_Task material:_
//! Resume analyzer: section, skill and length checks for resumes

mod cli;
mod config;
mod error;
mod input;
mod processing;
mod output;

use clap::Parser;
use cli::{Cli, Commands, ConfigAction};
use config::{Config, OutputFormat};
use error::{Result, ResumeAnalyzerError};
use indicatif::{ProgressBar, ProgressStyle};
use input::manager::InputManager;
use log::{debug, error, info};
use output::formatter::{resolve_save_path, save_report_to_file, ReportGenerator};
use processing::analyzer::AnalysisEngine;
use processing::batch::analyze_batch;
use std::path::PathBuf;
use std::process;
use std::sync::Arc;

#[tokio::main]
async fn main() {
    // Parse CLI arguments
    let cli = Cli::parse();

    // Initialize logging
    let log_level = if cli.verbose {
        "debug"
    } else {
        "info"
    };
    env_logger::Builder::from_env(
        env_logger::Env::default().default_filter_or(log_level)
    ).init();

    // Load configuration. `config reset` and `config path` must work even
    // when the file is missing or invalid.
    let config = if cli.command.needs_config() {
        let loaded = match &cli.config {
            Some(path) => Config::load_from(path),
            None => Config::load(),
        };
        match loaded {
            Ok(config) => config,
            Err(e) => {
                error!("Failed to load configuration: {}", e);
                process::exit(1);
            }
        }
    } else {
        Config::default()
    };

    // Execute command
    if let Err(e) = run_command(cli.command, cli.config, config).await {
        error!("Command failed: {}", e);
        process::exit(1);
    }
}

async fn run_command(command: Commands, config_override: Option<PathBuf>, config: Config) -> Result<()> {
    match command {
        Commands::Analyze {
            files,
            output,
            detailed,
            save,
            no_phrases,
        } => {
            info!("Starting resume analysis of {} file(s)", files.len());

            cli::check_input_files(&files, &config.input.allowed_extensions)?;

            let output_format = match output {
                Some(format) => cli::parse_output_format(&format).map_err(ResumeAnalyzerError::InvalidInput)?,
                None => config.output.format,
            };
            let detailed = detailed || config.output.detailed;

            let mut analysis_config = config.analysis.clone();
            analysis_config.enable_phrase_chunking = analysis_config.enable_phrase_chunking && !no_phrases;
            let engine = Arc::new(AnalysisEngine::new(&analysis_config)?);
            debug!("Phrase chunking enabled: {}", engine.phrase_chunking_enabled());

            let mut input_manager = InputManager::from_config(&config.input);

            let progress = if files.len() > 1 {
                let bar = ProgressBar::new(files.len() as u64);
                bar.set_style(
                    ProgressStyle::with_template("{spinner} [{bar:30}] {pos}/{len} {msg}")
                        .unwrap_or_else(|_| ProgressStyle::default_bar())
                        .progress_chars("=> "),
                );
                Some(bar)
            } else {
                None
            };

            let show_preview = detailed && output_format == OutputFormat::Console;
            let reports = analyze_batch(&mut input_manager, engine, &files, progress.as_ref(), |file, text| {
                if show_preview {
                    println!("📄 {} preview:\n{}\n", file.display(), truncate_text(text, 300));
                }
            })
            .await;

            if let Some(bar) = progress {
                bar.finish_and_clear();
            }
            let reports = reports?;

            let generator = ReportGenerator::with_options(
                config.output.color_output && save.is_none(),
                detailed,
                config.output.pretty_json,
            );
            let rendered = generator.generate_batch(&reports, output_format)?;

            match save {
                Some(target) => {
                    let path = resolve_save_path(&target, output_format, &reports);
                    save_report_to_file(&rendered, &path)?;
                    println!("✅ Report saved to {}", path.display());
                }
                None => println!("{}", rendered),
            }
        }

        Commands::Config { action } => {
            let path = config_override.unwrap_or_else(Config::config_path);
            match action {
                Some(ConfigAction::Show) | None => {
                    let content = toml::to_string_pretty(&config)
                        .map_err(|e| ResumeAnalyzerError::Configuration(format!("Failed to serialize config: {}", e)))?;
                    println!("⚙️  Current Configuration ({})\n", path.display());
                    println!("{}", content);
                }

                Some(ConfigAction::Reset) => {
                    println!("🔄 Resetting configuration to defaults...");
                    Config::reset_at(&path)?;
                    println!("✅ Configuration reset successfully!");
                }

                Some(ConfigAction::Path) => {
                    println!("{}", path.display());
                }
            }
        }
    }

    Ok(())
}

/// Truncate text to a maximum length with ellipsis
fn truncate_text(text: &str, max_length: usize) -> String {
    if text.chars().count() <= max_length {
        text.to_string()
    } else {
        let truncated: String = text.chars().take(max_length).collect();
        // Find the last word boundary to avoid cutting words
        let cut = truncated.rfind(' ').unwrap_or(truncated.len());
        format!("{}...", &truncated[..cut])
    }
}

_To do:_
Would you repeat all of the entries exactly?

_Expected answer:_
//! Resume analyzer: section, skill and length checks for resumes

mod cli;
mod config;
mod error;
mod input;
mod processing;
mod output;

use clap::Parser;
use cli::{Cli, Commands, ConfigAction};
use config::{Config, OutputFormat};
use error::{Result, ResumeAnalyzerError};
use indicatif::{ProgressBar, ProgressStyle};
use input::manager::InputManager;
use log::{debug, error, info};
use output::formatter::{resolve_save_path, save_report_to_file, ReportGenerator};
use processing::analyzer::AnalysisEngine;
use processing::batch::analyze_batch;
use std::path::PathBuf;
use std::process;
use std::sync::Arc;

#[tokio::main]
async fn main() {
    // Parse CLI arguments
    let cli = Cli::parse();

    // Initialize logging
    let log_level = if cli.verbose {
        "debug"
    } else {
        "info"
    };
    env_logger::Builder::from_env(
        env_logger::Env::default().default_filter_or(log_level)
    ).init();

    // Load configuration. `config reset` and `config path` must work even
    // when the file is missing or invalid.
    let config = if cli.command.needs_config() {
        let loaded = match &cli.config {
            Some(path) => Config::load_from(path),
            None => Config::load(),
        };
        match loaded {
            Ok(config) => config,
            Err(e) => {
                error!("Failed to load configuration: {}", e);
                process::exit(1);
            }
        }
    } else {
        Config::default()
    };

    // Execute command
    if let Err(e) = run_command(cli.command, cli.config, config).await {
        error!("Command failed: {}", e);
        process::exit(1);
    }
}

async fn run_command(command: Commands, config_override: Option<PathBuf>, config: Config) -> Result<()> {
    match command {
        Commands::Analyze {
            files,
            output,
            detailed,
            save,
            no_phrases,
        } => {
            info!("Starting resume analysis of {} file(s)", files.len());

            cli::check_input_files(&files, &config.input.allowed_extensions)?;

            let output_format = match output {
                Some(format) => cli::parse_output_format(&format).map_err(ResumeAnalyzerError::InvalidInput)?,
                None => config.output.format,
            };
            let detailed = detailed || config.output.detailed;

            let mut analysis_config = config.analysis.clone();
            analysis_config.enable_phrase_chunking = analysis_config.enable_phrase_chunking && !no_phrases;
            let engine = Arc::new(AnalysisEngine::new(&analysis_config)?);
            debug!("Phrase chunking enabled: {}", engine.phrase_chunking_enabled());

            let mut input_manager = InputManager::from_config(&config.input);

            let progress = if files.len() > 1 {
                let bar = ProgressBar::new(files.len() as u64);
                bar.set_style(
                    ProgressStyle::with_template("{spinner} [{bar:30}] {pos}/{len} {msg}")
                        .unwrap_or_else(|_| ProgressStyle::default_bar())
                        .progress_chars("=> "),
                );
                Some(bar)
            } else {
                None
            };

            let show_preview = detailed && output_format == OutputFormat::Console;
            let reports = analyze_batch(&mut input_manager, engine, &files, progress.as_ref(), |file, text| {
                if show_preview {
                    println!("📄 {} preview:\n{}\n", file.display(), truncate_text(text, 300));
                }
            })
            .await;

            if let Some(bar) = progress {
                bar.finish_and_clear();
            }
            let reports = reports?;

            let generator = ReportGenerator::with_options(
                config.output.color_output && save.is_none(),
                detailed,
                config.output.pretty_json,
            );
            let rendered = generator.generate_batch(&reports, output_format)?;

            match save {
                Some(target) => {
                    let path = resolve_save_path(&target, output_format, &reports);
                    save_report_to_file(&rendered, &path)?;
                    println!("✅ Report saved to {}", path.display());
                }
                None => println!("{}", rendered),
            }
        }

        Commands::Config { action } => {
            let path = config_override.unwrap_or_else(Config::config_path);
            match action {
                Some(ConfigAction::Show) | None => {
                    let content = toml::to_string_pretty(&config)
                        .map_err(|e| ResumeAnalyzerError::Configuration(format!("Failed to serialize config: {}", e)))?;
                    println!("⚙️  Current Configuration ({})\n", path.display());
                    println!("{}", content);
                }

                Some(ConfigAction::Reset) => {
                    println!("🔄 Resetting configuration to defaults...");
                    Config::reset_at(&path)?;
                    println!("✅ Configuration reset successfully!");
                }

                Some(ConfigAction::Path) => {
                    println!("{}", path.display());
                }
            }
        }
    }

    Ok(())
}

/// Truncate text to a maximum length with ellipsis
fn truncate_text(text: &str, max_length: usize) -> String {
    if text.chars().count() <= max_length {
        text.to_string()
    } else {
        let truncated: String = text.chars().take(max_length).collect();
        // Find the last word boundary to avoid cutting words
        let cut = truncated.rfind(' ').unwrap_or(truncated.len());
        format!("{}...", &truncated[..cut])
    }
}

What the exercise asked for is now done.